(Records contained in a dataset)
·····

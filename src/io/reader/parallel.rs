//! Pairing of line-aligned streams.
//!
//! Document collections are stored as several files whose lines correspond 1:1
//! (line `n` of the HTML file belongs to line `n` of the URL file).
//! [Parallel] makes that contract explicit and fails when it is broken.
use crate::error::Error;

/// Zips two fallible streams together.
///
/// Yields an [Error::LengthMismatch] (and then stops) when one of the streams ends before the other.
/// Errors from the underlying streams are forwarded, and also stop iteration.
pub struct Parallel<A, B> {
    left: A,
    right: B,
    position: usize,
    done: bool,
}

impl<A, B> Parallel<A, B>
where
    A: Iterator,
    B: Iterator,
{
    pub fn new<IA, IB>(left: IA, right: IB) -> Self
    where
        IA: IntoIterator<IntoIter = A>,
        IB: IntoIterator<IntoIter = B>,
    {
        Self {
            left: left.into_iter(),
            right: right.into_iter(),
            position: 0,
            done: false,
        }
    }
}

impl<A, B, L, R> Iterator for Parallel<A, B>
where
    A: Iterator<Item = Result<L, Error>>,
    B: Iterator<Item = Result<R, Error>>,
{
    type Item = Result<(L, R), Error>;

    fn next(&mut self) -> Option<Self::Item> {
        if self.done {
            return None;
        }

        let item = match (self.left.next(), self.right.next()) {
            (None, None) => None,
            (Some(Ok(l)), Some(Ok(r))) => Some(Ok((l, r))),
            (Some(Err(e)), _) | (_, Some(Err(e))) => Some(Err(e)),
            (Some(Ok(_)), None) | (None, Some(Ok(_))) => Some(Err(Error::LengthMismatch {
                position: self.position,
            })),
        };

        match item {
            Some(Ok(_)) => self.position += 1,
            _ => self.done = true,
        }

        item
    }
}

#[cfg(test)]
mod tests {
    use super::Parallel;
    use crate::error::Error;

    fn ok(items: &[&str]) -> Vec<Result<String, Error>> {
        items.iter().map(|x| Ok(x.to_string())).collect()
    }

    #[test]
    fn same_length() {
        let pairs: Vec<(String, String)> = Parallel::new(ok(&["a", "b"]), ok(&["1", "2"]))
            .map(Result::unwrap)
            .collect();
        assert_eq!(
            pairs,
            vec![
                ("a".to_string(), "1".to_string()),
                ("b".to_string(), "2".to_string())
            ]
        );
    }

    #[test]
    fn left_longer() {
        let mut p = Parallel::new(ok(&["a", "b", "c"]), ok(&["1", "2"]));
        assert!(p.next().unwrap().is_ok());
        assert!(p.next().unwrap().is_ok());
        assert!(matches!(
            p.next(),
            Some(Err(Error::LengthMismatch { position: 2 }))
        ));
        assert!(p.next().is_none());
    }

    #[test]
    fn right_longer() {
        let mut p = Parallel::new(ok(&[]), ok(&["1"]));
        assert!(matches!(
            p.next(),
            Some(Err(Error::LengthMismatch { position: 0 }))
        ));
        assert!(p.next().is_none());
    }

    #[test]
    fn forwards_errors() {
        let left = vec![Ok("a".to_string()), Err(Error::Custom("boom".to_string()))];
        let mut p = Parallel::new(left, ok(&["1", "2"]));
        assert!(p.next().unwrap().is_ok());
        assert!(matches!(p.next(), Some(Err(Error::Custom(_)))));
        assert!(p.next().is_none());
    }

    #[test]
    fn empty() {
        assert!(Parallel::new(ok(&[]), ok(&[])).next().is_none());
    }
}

·····

> _INSTRUCTIONS TO FOLLOW_
So that nothing is lost, write out each record exactly as it appears above.

> _RESPONSE FOR THIS EXERCISE_
filename src/io/reader/parallel.rs
//! Pairing of line-aligned streams.
//!
//! Document collections are stored as several files whose lines correspond 1:1
//! (line `n` of the HTML file belongs to line `n` of the URL file).
//! [Parallel] makes that contract explicit and fails when it is broken.
use crate::error::Error;

/// Zips two fallible streams together.
///
/// Yields an [Error::LengthMismatch] (and then stops) when one of the streams ends before the other.
/// Errors from the underlying streams are forwarded, and also stop iteration.
pub struct Parallel<A, B> {
    left: A,
    right: B,
    position: usize,
    done: bool,
}

impl<A, B> Parallel<A, B>
where
    A: Iterator,
    B: Iterator,
{
    pub fn new<IA, IB>(left: IA, right: IB) -> Self
    where
        IA: IntoIterator<IntoIter = A>,
        IB: IntoIterator<IntoIter = B>,
    {
        Self {
            left: left.into_iter(),
            right: right.into_iter(),
            position: 0,
            done: false,
        }
    }
}

impl<A, B, L, R> Iterator for Parallel<A, B>
where
    A: Iterator<Item = Result<L, Error>>,
    B: Iterator<Item = Result<R, Error>>,
{
    type Item = Result<(L, R), Error>;

    fn next(&mut self) -> Option<Self::Item> {
        if self.done {
            return None;
        }

        let item = match (self.left.next(), self.right.next()) {
            (None, None) => None,
            (Some(Ok(l)), Some(Ok(r))) => Some(Ok((l, r))),
            (Some(Err(e)), _) | (_, Some(Err(e))) => Some(Err(e)),
            (Some(Ok(_)), None) | (None, Some(Ok(_))) => Some(Err(Error::LengthMismatch {
                position: self.position,
            })),
        };

        match item {
            Some(Ok(_)) => self.position += 1,
            _ => self.done = true,
        }

        item
    }
}

#[cfg(test)]
mod tests {
    use super::Parallel;
    use crate::error::Error;

    fn ok(items: &[&str]) -> Vec<Result<String, Error>> {
        items.iter().map(|x| Ok(x.to_string())).collect()
    }

    #[test]
    fn same_length() {
        let pairs: Vec<(String, String)> = Parallel::new(ok(&["a", "b"]), ok(&["1", "2"]))
            .map(Result::unwrap)
            .collect();
        assert_eq!(
            pairs,
            vec![
                ("a".to_string(), "1".to_string()),
                ("b".to_string(), "2".to_string())
            ]
        );
    }

    #[test]
    fn left_longer() {
        let mut p = Parallel::new(ok(&["a", "b", "c"]), ok(&["1", "2"]));
        assert!(p.next().unwrap().is_ok());
        assert!(p.next().unwrap().is_ok());
        assert!(matches!(
            p.next(),
            Some(Err(Error::LengthMismatch { position: 2 }))
        ));
        assert!(p.next().is_none());
    }

    #[test]
    fn right_longer() {
        let mut p = Parallel::new(ok(&[]), ok(&["1"]));
        assert!(matches!(
            p.next(),
            Some(Err(Error::LengthMismatch { position: 0 }))
        ));
        assert!(p.next().is_none());
    }

    #[test]
    fn forwards_errors() {
        let left = vec![Ok("a".to_string()), Err(Error::Custom("boom".to_string()))];
        let mut p = Parallel::new(left, ok(&["1", "2"]));
        assert!(p.next().unwrap().is_ok());
        assert!(matches!(p.next(), Some(Err(Error::Custom(_)))));
        assert!(p.next().is_none());
    }

    #[test]
    fn empty() {
        assert!(Parallel::new(ok(&[]), ok(&[])).next().is_none());
    }
}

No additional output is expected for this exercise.